A despeito dessa fragilidade dos registros, os dados são alarmantes. No período
de 1995 a 1999, o total de internações hospitalares provocadas por doenças relacionadas
com deficiência de saneamento alcançou a casa dos 3,4 milhões, sendo que 44,6%
das internações ocorreram na região nordeste. Foram também responsáveis, esses
eventos, por cerca de 80% das consultas médicas pediátricas.
Entre 1995 a 1998 foram registrados 24.396 óbitos de crianças de 0 a 5
anos causadas por doenças de veiculação hídrica, sendo que 52, 18% dos casos, ocorreram
na região Nordeste.
Há estudos revelando que essas doenças representam cerca de 32% do total
de internações e 19 % dos gastos totais no ano de 1990. Segundo a OMS a implantação
de infra-estrutura de saneamento pode reduzir a morbidade em 80% dos casos de
febre tifóide e paratifóide; 60% dos casos de esquistossomose; 50% dos casos de
disenteria bacilar, amebiase, gastroenterite e infecções cutâneas.

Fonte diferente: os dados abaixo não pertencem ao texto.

use clap::Parser;
use std::path::PathBuf;
use std::sync::Arc;
use std::time::{Duration, Instant};

use zen_vitals::session::SessionKind;
use zen_vitals::simulator::Scenario;
use zen_vitals::stream::{StreamCommand, StreamManager, StreamUpdate};
use zen_vitals::{Config, Pipeline, SessionRegistry};

/// Stream simulated wearable sessions through the vital-sign analysis pipeline
#[derive(Parser, Debug)]
#[command(name = "zen-vitals", version)]
struct Cli {
    /// Config file (defaults to the user config directory)
    #[arg(long)]
    config: Option<PathBuf>,

    /// Simulated scenario for every session
    #[arg(long, value_enum, default_value_t = Scenario::Normal)]
    scenario: Scenario,

    /// How long to stream, in seconds
    #[arg(long, default_value_t = 10)]
    seconds: u64,

    /// Number of concurrent sessions
    #[arg(long, default_value_t = 1)]
    sessions: usize,

    /// Print each record as one JSON line
    #[arg(long)]
    json: bool,
}

fn session_kind(scenario: Scenario) -> SessionKind {
    match scenario {
        Scenario::Normal => SessionKind::DailyMonitoring,
        Scenario::Exercise => SessionKind::Workout,
        Scenario::Rest => SessionKind::Meditation,
        Scenario::Sleep => SessionKind::Sleep,
        Scenario::Hypoxia => SessionKind::Clinical,
    }
}

fn handle_update(update: StreamUpdate, json: bool) {
    match update {
        StreamUpdate::Record { session_id, record } => {
            if json {
                match serde_json::to_string(&record) {
                    Ok(line) => println!("{}", line),
                    Err(e) => log::error!("Failed to serialize record: {}", e),
                }
            } else {
                log::info!(
                    "{} | HR {:.0} | quality {} | rhythm {} | {} ({:.2}) | wellness {:.1}",
                    session_id,
                    record.raw_signals.heart_rate,
                    record.clarity_layer.assessment,
                    record.ifrs_layer.rhythm_classification,
                    record.lia_insights.condition,
                    record.lia_insights.confidence,
                    record.lia_insights.wellness.overall
                );
            }
        }
        StreamUpdate::Stopped { session_id, ticks } => {
            log::info!("{} stopped after {} samples", session_id, ticks);
        }
        StreamUpdate::Error { session_id, message } => {
            log::error!("{}: {}", session_id, message);
        }
    }
}

fn main() {
    // Initialize logging
    env_logger::Builder::from_env(env_logger::Env::default().default_filter_or("info")).init();

    let cli = Cli::parse();

    let loaded = match &cli.config {
        Some(path) => Config::load_from(path),
        None => Config::load(),
    };
    let config = loaded.unwrap_or_else(|e| {
        log::error!("{}; using default configuration", e);
        Config::default()
    });

    let pipeline = Arc::new(Pipeline::new(config.pipeline.clone()));
    let registry = Arc::new(SessionRegistry::new(pipeline, &config.sessions));

    let mut session_ids = Vec::with_capacity(cli.sessions);
    for i in 0..cli.sessions {
        match registry.create_session(&format!("SIM_{:03}", i + 1), "local", session_kind(cli.scenario)) {
            Ok(info) => session_ids.push(info.session_id),
            Err(e) => log::error!("Failed to create session: {}", e),
        }
    }

    let (manager, command_sender, updates) =
        StreamManager::new(registry.clone(), config.stream.clone(), config.simulator.clone());

    // Spawn a thread to run the simulated streams
    let stream_thread = std::thread::spawn(move || manager.run());

    for session_id in &session_ids {
        let _ = command_sender.send(StreamCommand::Start {
            session_id: session_id.clone(),
            scenario: cli.scenario,
        });
    }

    let deadline = Instant::now() + Duration::from_secs(cli.seconds);
    while let Some(remaining) = deadline.checked_duration_since(Instant::now()) {
        match updates.recv_timeout(remaining) {
            Ok(update) => handle_update(update, cli.json),
            Err(crossbeam_channel::RecvTimeoutError::Timeout) => break,
            Err(crossbeam_channel::RecvTimeoutError::Disconnected) => break,
        }
    }

    let _ = command_sender.send(StreamCommand::StopAll);
    drop(command_sender);
    match stream_thread.join() {
        Ok(Ok(())) => {}
        Ok(Err(e)) => log::error!("{}", e),
        Err(_) => log::error!("Stream thread panicked"),
    }
    for update in updates.try_iter() {
        handle_update(update, cli.json);
    }

    for session_id in &session_ids {
        let summary = registry.info(session_id).ok().map(|info| {
            format!(
                "{} samples, average wellness {:.1}",
                info.data_points, info.average_wellness
            )
        });
        match registry.end_session(session_id, summary) {
            Ok(info) => log::info!(
                "Session {} ({:?}): {}",
                info.session_id,
                info.kind,
                info.summary.unwrap_or_default()
            ),
            Err(e) => log::error!("{}", e),
        }
    }

    for entry in registry.recent_log(8) {
        log::debug!("{}", entry);
    }
}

Evidencia-se assim a relevância das ações de saneamento para o controle
de doenças, redução da mortalidade por doenças evitáveis, especialmente na
população infantil, redução do sofrimento humano e melhoria da qualidade de
vida. Saneamento é saúde.
Os Números do Saneamento
A Pesquisa Nacional de Saneamento Básico – PNSB – realizada pelo IBGE em
2000, mostra números relativos aos serviços de redes de água, serviços de
limpeza e coleta de lixo, drenagem urbana nos diversos municípios do Brasil.
Na década de 70, a população urbana era de 45% a 50% do total de
habitantes; já no ano 2000, esse número passou para 85% a 90%. Há uma
diferença de 90 milhões de pessoas em apenas três décadas. Mas, enquanto em 30
anos os índices populacionais dobraram, o atendimento com saneamento
quadruplicou: em 1970, cerca de 45% da população era atendida com água tratada
e cerca de 20% contava com serviços de esgotos. Em 2000, 90% da população
urbana passou a receber água tratada e cerca de 50%, a contar com sistema
público de esgotos.
Quando fala-se em população rural apenas 20% dela é atendida com água de
boa qualidade, enquanto que os índices de coleta de esgoto não ultrapassam os
3,5%.
Para quem defende a universalização do saneamento há um grande desafio a
ser vencido. Somos 22,1 milhões de habitantes sem acesso a água de boa
qualidade e 39,1 milhões sem esgoto sanitário.